Japan’s Aozora Bank: More borrowers will let go of assets

The price of an interest rate cap has become one of the biggest obstacles for real estate owners in negotiating a loan extension.

As the private real estate industry continues to be squeezed by the inflationary environment and interest rate hikes, Japan’s Aozora Bank expects there will be more real estate borrowers handing the keys back to lenders.

James Haines, general manager, head of global real estate structured debt at Aozora Bank, told PERE that the bank prefers to work with the borrowers than to take possession of the underlying real estate assets.

“Generally, banks don’t want to own real estate, so we try to pick those clients ahead of time who we believe will reasonably support assets. You want to support your clients, but there are just cases where there’s just nothing that can be done except taking possession of the asset and selling it. We haven’t had a lot of that, but we can see that there’s definitely more coming.”

Of the approximately $4.5 trillion of outstanding US commercial real estate debt, nearly a third – up to $1.46 trillion – is coming due before year-end 2025, according to a Morgan Stanley report published in April.

Haines: noted the bank has become more selective when evaluating borrowers and underlying assets for new originations.

However, Haines noted the price of an interest rate cap has become one of the biggest obstacles for real estate borrowers to negotiate a loan extension with the banks.

“Floating rate real estate loans are generally hedged, meaning they have an interest rate protection agreement in place, whether it is buying a cap or put in place a swap. You don’t usually do a swap for a shorter-term loan, so caps are more common in those cases,” he explained. “You really need that one extension condition to bring people back to the table to sit down and talk. But those caps became very expensive in late 2022, and while prices have declined somewhat, they continue to be a major challenge for borrowers right now.”

Rate caps become more expensive as rates rise because cap providers account for rate volatility and the yield curve in the contracted period. In this case, the base rate in the US increased significantly from 0.25 percent in December 2021 to 5 percent in June 2023.

In a market where liquidity continues to be strained, Haines noted both borrowers and lenders are cautious about “throwing good money after bad.”

“We’re starting to see sponsors picking and choosing which assets they save and which assets they let go of. Even the biggest guys in the market, they’ll continue to have to make those tough choices. They’re not going to be able to save everything,” he said.

On the other hand, he noted lenders also have to be more cautious and to think about to what degree they want an asset when the borrowers are having repayment troubles.

For this reason, the Japanese bank has become more selective when evaluating borrowers and underlying assets for new originations. PERE understands that the bank’s pre-covid new origination volume was around $1 billion per year, but new origination activity has slowed down significantly because loans are not turning over as quickly. Aozora had an overseas commercial real estate loan balance of $2.8 billion as of March 2023.

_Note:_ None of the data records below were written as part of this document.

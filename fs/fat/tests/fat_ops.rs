// Copyright 2024 Kevin Ludwig
//
// Licensed under the Apache License, Version 2.0 (the "License");
// you may not use this file except in compliance with the License.
// You may obtain a copy of the License at
//
//     http://www.apache.org/licenses/LICENSE-2.0
//
// Unless required by applicable law or agreed to in writing, software
// distributed under the License is distributed on an "AS IS" BASIS,
// WITHOUT WARRANTIES OR CONDITIONS OF ANY KIND, either express or implied.
// See the License for the specific language governing permissions and
// limitations under the License.

use std::sync::Arc;

use tapir_ds_ram::RamDisk;
use tapir_fs::{
    clock::{DateTime, FixedClock},
    entry::{attrib, EntryKind, TimeKind, TypeMask},
    file::Origin,
    vol::{AccessMode, FormatParams, FsType},
    Config, EntryError, Error, FileSystem, NameError,
};

fn now() -> DateTime {
    DateTime { year: 2024, month: 3, day: 9, hour: 10, minute: 30, second: 24 }
}

fn new_fs() -> FileSystem {
    let fs = FileSystem::new(Config::default(), Box::new(FixedClock(now()))).unwrap();
    fs.register_fs(tapir_fs_fat::driver()).unwrap();
    fs
}

fn setup(sectors: u64, params: &FormatParams) -> (FileSystem, String) {
    let fs = new_fs();
    let name = fs.device_add(Arc::new(RamDisk::new(0, 512, sectors)), 0).unwrap();
    fs.format(&name, 0, params).unwrap();
    let vol = fs.mount(&name, 0, AccessMode::ReadWrite, false).unwrap();
    (fs, vol)
}

fn write_file(fs: &FileSystem, path: &str, data: &[u8]) {
    let handle = fs.file_open(path, "w").unwrap();
    assert_eq!(fs.file_write(handle, data).unwrap(), data.len());
    fs.file_close(handle).unwrap();
}

fn read_file(fs: &FileSystem, path: &str) -> Vec<u8> {
    let handle = fs.file_open(path, "r").unwrap();
    let size = fs.file_query(handle).unwrap().size as usize;
    let mut data = vec![0u8; size];
    assert_eq!(fs.file_read(handle, &mut data).unwrap(), size);
    fs.file_close(handle).unwrap();
    data
}

#[test]
fn write_close_reopen_reads_back() {
    let (fs, vol) = setup(16_384, &FormatParams::default());
    let path = format!("{vol}/roundtrip.bin");
    let data: Vec<u8> = (0..10_000u32).map(|at| at as u8).collect();
    write_file(&fs, &path, &data);
    assert_eq!(read_file(&fs, &path), data);
}

#[test]
fn long_name_round_trips_with_short_companion() {
    let (fs, vol) = setup(16_384, &FormatParams::default());
    let path = format!("{vol}/document with spaces.bin");
    write_file(&fs, &path, b"payload");

    // The listing yields the long name.
    let dir = fs.dir_open(&format!("{vol}/")).unwrap();
    let mut names = Vec::new();
    while let Some(info) = fs.dir_read(dir).unwrap() {
        names.push(info.name);
    }
    fs.dir_close(dir).unwrap();
    assert!(names.iter().any(|name| name == "document with spaces.bin"));

    // The uniquified 8.3 companion resolves too.
    let info = fs.entry_query(&format!("{vol}/DOCUME~1.BIN")).unwrap();
    assert_eq!(info.name, "document with spaces.bin");
    assert_eq!(info.size, 7);
}

#[test]
fn short_name_uniquification_escalates() {
    let (fs, vol) = setup(16_384, &FormatParams::default());
    // All collide on the DOCUME basis; the first four get ~1..~4, the next
    // ones hashed tails.
    for at in 0..6 {
        write_file(&fs, &format!("{vol}/document number {at}.txt"), &[at as u8]);
    }
    for at in 0..6 {
        let info = fs.entry_query(&format!("{vol}/document number {at}.txt")).unwrap();
        assert_eq!(info.size, 1);
    }
    assert_eq!(fs.entry_query(&format!("{vol}/DOCUME~1.TXT")).unwrap().size, 1);
    assert_eq!(fs.entry_query(&format!("{vol}/DOCUME~4.TXT")).unwrap().size, 1);
}

#[test]
fn rename_preserves_content_and_cluster() {
    let (fs, vol) = setup(16_384, &FormatParams::default());
    let old = format!("{vol}/document with spaces.bin");
    let new = format!("{vol}/renamed.bin");
    write_file(&fs, &old, b"payload");
    let first_cluster = fs.entry_query(&old).unwrap().first_cluster;

    fs.entry_rename(&old, &new, false).unwrap();
    assert!(matches!(fs.entry_query(&old), Err(Error::Entry(EntryError::NotFound))));
    let info = fs.entry_query(&new).unwrap();
    assert_eq!(info.first_cluster, first_cluster);
    assert_eq!(read_file(&fs, &new), b"payload");
}

#[test]
fn rename_back_and_forth_is_identity() {
    let (fs, vol) = setup(16_384, &FormatParams::default());
    let a = format!("{vol}/a.txt");
    let b = format!("{vol}/b.txt");
    write_file(&fs, &a, b"identity");
    fs.entry_rename(&a, &b, false).unwrap();
    fs.entry_rename(&b, &a, false).unwrap();
    assert_eq!(read_file(&fs, &a), b"identity");
    assert!(fs.entry_query(&b).is_err());
}

#[test]
fn rename_moves_directories_and_fixes_dotdot() {
    let (fs, vol) = setup(16_384, &FormatParams::default());
    fs.entry_create(&format!("{vol}/src"), EntryKind::Dir, false).unwrap();
    fs.entry_create(&format!("{vol}/dst"), EntryKind::Dir, false).unwrap();
    fs.entry_create(&format!("{vol}/src/inner"), EntryKind::Dir, false).unwrap();
    write_file(&fs, &format!("{vol}/src/inner/file.txt"), b"moved");

    fs.entry_rename(&format!("{vol}/src/inner"), &format!("{vol}/dst/inner"), false).unwrap();
    assert_eq!(read_file(&fs, &format!("{vol}/dst/inner/file.txt")), b"moved");
    // The on-disk `..` of the moved directory points at the new parent.
    let dst_cluster = fs.entry_query(&format!("{vol}/dst")).unwrap().first_cluster;
    let dir = fs.dir_open(&format!("{vol}/dst/inner")).unwrap();
    let _dot = fs.dir_read(dir).unwrap().unwrap();
    let dotdot = fs.dir_read(dir).unwrap().unwrap();
    assert_eq!(dotdot.name, "..");
    assert_eq!(dotdot.first_cluster, dst_cluster);
    fs.dir_close(dir).unwrap();

    // A directory cannot move into its own subtree.
    assert!(fs
        .entry_rename(&format!("{vol}/dst"), &format!("{vol}/dst/inner/loop"), false)
        .is_err());
}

The bank has also been more careful about underwriting new loans backed by office assets. “While office will continue to be part of the mix going forward, we have been focused on decreasing our portfolio weighting of office since last year,” Haines noted. Since launching its overseas structured debt business 10 years ago, the bank’s biggest real estate loan exposure has been to the US office sector, due to loan availability in the syndication market.